BoundedReadCompactionStrategy

This compaction strategy aims to take the place of all three existing Cassandra Compaction Strategies.

It works by first consolidating sparse data (sorted runs that span the entire token range but are small) until it reaches a configruable target amount of data (by default 16 * target size = 8 GiB). Then it promotes these sorted runs to be "dense" sorted runs.

Dense runse are considered for compaction via density tiering rather than size. The node's range is broken up into the target work size and then compactions are performed "across" the levels. This stage uses a different tiering factor because you often want control over how young versus old data compacts with itself.

Phase 1: Flushes

  • Flush products are very small and very sparse. They overlap with everything and are generally a bummer.
  • Output: Attempt to split the flush products into split_range size sorted run (will probably not succeed).

Phase 2: Sparse Run Consolidation

  • Compact across the entire token range.
  • More or less straight up size tiering, with some automatic min_threshold adjustment based on flush rate.
  • Output: Split the sparse products into split_range size sorted runs.
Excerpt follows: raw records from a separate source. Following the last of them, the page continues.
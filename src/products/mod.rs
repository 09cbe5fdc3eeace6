mod dto;
pub mod handlers;

use crate::state::AppState;
use axum::{routing::get, Router};

pub fn router() -> Router<AppState> {
    Router::new().route("/products", get(handlers::list_products))
}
Phase 3: Dense Run De-overlapping

  • Compact across pieces of sorted runs split evenly into work_size splits of the node's data.
  • Sorted runs are tiered with a factor of min_threshold_levels (4), subject to a constraint that the overlaps remain under max_read_per_read (10). If we do exceed max_read_per_read the youngest min_threshold_levels levels compact.
  • Major compaction across dense and sorted runs occurs on two conditions and any full compactions are spread out over an target_rewrite_interval_in_seconds of time (4 hours) and involves a target_work_unit_in_mb amount of data (8 GiB). This allows us to make progress even with only a target_work_unit_in_mb amount of disk space.
  • Major Compaction Case #1: If old dense runs are found (by default 10 days old). This allows us to ensure that tombstones find their data within 10 days. Can be disabled by setting max_level_age_in_seconds to zero
  • Major Compaction Case #2: A user has triggered a full compaction. Sparse runs are compacted immediately and dense runs will proceed along the interval (target_rewrite_interval_in_seconds).

Note The defaults are fine in almost all cases. You only need to tune these things if you want to disable some behavior or really want to optimize. Changes in write throughput are gracefully handled e.g. for bulk loading (once we observe 4 rapid flushes we will adjust the min threshold automatically).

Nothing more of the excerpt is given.